THE PROBLEM:
Your result will be the set of lines with "tracing", copied from the material below.

RECORDS SUPPLIED:
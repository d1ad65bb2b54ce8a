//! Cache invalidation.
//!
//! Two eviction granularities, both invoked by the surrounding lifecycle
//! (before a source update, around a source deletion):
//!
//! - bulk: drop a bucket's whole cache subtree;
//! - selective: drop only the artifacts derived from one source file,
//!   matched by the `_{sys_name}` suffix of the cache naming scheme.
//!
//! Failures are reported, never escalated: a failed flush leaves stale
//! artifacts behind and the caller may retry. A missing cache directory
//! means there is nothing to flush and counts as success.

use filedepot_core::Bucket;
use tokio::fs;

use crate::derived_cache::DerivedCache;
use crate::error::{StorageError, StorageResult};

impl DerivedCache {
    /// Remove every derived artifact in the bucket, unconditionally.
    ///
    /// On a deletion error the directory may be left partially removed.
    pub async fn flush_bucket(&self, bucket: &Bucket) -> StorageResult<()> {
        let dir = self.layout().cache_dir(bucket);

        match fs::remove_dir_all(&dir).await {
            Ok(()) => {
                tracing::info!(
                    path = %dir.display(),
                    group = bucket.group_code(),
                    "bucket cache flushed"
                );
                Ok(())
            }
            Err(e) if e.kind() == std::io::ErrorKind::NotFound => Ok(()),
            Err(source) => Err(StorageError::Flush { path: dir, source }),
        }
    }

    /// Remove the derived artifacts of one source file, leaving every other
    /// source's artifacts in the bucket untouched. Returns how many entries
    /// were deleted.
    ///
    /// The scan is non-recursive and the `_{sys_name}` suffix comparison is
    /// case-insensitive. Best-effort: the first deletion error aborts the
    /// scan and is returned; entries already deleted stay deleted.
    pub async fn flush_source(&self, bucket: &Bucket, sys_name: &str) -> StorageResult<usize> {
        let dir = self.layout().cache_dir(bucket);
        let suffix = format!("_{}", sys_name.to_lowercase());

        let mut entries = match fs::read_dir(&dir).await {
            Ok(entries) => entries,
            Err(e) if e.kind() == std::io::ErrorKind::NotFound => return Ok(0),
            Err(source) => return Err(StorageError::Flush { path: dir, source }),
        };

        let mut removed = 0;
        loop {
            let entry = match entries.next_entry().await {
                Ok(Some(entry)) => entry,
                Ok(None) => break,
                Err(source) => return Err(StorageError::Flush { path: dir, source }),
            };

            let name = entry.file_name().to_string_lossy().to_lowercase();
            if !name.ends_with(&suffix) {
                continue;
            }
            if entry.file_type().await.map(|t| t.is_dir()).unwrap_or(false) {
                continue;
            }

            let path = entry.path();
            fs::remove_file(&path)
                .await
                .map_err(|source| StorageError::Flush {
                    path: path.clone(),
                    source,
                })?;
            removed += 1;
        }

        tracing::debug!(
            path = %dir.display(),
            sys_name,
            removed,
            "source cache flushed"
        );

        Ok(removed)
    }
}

--

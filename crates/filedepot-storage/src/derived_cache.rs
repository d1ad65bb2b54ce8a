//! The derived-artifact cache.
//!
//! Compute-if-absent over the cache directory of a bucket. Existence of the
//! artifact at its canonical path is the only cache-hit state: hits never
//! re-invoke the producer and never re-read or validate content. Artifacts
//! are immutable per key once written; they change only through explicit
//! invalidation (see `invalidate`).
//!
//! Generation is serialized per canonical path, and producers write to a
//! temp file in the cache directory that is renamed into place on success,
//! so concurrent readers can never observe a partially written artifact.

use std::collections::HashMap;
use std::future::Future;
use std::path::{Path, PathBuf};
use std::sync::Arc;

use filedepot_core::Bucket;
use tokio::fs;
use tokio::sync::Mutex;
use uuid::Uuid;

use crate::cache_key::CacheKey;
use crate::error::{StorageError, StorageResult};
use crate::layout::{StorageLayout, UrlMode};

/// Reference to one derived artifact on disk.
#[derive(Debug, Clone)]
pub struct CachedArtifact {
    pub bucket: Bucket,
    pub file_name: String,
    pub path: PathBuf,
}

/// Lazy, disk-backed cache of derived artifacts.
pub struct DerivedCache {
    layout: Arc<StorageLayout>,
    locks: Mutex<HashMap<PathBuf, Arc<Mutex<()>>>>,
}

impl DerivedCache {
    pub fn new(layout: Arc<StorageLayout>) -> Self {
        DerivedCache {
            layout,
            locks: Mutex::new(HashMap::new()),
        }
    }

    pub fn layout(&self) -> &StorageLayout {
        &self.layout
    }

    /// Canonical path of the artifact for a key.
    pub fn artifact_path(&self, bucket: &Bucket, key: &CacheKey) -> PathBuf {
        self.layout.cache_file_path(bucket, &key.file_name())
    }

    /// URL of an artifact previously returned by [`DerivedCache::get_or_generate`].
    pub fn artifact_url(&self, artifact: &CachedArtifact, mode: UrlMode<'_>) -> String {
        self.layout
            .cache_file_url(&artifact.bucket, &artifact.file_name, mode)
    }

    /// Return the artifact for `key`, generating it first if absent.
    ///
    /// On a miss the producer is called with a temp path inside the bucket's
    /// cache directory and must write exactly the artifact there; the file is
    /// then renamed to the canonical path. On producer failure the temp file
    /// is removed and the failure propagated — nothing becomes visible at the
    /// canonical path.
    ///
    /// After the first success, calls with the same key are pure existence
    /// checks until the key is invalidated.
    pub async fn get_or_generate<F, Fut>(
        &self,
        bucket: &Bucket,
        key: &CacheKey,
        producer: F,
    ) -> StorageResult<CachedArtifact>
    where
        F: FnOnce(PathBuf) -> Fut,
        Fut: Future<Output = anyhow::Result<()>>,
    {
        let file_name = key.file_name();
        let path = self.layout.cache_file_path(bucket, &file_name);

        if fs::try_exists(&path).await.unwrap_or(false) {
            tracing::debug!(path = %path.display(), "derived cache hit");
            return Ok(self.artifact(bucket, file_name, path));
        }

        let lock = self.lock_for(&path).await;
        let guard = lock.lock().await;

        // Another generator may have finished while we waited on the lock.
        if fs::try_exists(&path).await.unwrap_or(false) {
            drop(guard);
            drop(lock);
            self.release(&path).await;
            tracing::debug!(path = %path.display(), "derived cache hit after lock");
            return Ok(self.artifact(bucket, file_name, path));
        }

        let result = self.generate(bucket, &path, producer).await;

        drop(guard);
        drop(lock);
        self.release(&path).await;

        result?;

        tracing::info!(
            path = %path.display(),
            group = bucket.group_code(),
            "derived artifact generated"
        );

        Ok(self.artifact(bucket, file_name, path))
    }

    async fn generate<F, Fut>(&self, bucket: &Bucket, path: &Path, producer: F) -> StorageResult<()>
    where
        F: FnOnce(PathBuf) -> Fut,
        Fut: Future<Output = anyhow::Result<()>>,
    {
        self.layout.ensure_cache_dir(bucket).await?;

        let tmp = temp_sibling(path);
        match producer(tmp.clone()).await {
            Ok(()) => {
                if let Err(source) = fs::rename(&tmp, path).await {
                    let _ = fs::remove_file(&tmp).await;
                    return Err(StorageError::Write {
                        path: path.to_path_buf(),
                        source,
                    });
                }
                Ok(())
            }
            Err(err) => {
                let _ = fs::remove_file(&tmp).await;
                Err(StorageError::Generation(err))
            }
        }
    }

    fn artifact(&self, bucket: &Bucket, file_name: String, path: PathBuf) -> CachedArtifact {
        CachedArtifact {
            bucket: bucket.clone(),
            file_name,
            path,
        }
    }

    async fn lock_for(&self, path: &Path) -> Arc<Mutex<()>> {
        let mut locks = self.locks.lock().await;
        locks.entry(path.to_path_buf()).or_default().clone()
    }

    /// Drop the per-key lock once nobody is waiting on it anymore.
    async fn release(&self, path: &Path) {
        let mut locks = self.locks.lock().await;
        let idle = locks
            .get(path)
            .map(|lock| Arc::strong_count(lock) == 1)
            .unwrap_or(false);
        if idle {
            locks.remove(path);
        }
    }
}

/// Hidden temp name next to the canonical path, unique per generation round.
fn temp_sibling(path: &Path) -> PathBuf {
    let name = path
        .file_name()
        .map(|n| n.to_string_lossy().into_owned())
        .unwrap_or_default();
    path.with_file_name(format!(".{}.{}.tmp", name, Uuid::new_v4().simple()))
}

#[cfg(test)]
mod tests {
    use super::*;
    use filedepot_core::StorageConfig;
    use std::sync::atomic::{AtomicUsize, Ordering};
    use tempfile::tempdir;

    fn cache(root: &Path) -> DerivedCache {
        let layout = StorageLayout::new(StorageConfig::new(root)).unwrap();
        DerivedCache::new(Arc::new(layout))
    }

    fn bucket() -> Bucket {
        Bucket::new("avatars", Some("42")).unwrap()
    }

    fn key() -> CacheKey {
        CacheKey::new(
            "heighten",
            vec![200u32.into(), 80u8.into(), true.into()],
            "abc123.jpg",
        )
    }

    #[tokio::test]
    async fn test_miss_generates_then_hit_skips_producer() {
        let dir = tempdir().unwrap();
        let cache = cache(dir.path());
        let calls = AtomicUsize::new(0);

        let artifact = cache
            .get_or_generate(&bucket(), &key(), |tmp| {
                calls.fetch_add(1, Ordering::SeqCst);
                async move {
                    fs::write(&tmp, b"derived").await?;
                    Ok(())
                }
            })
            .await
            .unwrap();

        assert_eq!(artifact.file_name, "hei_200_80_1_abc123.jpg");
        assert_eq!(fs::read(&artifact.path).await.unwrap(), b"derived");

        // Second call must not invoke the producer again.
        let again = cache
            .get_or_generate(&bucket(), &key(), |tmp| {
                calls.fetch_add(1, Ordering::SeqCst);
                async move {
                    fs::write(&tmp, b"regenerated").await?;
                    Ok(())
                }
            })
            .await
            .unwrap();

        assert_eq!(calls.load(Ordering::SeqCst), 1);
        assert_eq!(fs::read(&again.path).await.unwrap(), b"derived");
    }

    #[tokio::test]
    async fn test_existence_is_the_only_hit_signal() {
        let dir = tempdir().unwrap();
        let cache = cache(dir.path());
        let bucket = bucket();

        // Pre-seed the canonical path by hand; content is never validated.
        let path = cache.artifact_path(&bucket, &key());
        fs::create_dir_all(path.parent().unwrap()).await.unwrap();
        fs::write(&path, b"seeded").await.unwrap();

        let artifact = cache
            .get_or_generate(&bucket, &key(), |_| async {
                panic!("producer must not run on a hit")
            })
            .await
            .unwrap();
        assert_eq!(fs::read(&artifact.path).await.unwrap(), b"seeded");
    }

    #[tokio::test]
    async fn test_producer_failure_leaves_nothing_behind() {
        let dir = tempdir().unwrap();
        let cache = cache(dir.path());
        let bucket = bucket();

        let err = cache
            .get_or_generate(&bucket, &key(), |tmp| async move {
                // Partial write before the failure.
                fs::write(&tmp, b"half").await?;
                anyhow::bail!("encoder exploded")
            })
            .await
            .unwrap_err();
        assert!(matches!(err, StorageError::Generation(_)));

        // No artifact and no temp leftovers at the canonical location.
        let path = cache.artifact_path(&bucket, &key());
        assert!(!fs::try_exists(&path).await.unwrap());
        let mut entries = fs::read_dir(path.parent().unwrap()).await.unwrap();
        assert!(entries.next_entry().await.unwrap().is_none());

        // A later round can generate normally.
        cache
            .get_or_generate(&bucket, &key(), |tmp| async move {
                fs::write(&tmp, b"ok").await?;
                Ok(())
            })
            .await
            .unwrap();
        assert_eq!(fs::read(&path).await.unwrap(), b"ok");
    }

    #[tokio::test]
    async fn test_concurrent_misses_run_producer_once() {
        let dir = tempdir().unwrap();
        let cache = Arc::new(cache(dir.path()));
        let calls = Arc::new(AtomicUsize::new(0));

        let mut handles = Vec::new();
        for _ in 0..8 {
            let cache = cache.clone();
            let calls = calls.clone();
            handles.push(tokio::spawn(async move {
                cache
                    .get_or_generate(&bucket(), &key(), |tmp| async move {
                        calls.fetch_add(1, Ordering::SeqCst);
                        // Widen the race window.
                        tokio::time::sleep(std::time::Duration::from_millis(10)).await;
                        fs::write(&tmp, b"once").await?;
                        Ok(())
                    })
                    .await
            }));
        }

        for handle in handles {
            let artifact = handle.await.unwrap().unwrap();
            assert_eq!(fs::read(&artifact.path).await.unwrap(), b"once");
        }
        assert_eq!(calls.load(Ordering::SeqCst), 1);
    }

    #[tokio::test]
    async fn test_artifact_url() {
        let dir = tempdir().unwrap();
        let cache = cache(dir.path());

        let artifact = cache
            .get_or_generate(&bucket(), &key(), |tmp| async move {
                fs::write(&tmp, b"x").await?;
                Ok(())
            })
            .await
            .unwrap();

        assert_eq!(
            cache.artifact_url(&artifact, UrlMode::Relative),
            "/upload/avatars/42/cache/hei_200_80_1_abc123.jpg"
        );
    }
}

ANSWER FOR THE TASK:
                tracing::info!(
        tracing::debug!(
            tracing::debug!(path = %path.display(), "derived cache hit");
            tracing::debug!(path = %path.display(), "derived cache hit after lock");
        tracing::info!(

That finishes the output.